Work order: Give back all of the data exactly. Leave nothing out.

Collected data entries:
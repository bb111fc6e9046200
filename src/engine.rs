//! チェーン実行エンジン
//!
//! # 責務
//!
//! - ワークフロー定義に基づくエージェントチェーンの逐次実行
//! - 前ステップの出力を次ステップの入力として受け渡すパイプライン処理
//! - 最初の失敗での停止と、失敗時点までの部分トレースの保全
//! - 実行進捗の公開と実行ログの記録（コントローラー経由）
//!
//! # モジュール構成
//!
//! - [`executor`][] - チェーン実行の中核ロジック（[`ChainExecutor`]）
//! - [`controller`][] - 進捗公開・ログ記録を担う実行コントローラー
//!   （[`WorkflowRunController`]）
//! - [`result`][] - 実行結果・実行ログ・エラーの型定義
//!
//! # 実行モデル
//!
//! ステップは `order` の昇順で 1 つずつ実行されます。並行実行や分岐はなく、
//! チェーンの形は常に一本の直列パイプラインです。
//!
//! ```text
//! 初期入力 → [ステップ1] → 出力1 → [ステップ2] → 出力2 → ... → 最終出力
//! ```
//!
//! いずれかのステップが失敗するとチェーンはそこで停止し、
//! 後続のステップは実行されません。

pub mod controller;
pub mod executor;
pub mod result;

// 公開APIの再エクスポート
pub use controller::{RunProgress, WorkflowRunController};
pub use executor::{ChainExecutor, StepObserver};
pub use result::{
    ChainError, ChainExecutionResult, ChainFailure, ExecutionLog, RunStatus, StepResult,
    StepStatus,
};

Response to this task:
repository bb111fc6e9046200
filename src/engine.rs
//! チェーン実行エンジン
//!
//! # 責務
//!
//! - ワークフロー定義に基づくエージェントチェーンの逐次実行
//! - 前ステップの出力を次ステップの入力として受け渡すパイプライン処理
//! - 最初の失敗での停止と、失敗時点までの部分トレースの保全
//! - 実行進捗の公開と実行ログの記録（コントローラー経由）
//!
//! # モジュール構成
//!
//! - [`executor`][] - チェーン実行の中核ロジック（[`ChainExecutor`]）
//! - [`controller`][] - 進捗公開・ログ記録を担う実行コントローラー
//!   （[`WorkflowRunController`]）
//! - [`result`][] - 実行結果・実行ログ・エラーの型定義
//!
//! # 実行モデル
//!
//! ステップは `order` の昇順で 1 つずつ実行されます。並行実行や分岐はなく、
//! チェーンの形は常に一本の直列パイプラインです。
//!
//! ```text
//! 初期入力 → [ステップ1] → 出力1 → [ステップ2] → 出力2 → ... → 最終出力
//! ```
//!
//! いずれかのステップが失敗するとチェーンはそこで停止し、
//! 後続のステップは実行されません。

pub mod controller;
pub mod executor;
pub mod result;

// 公開APIの再エクスポート
pub use controller::{RunProgress, WorkflowRunController};
pub use executor::{ChainExecutor, StepObserver};
pub use result::{
    ChainError, ChainExecutionResult, ChainFailure, ExecutionLog, RunStatus, StepResult,
    StepStatus,
};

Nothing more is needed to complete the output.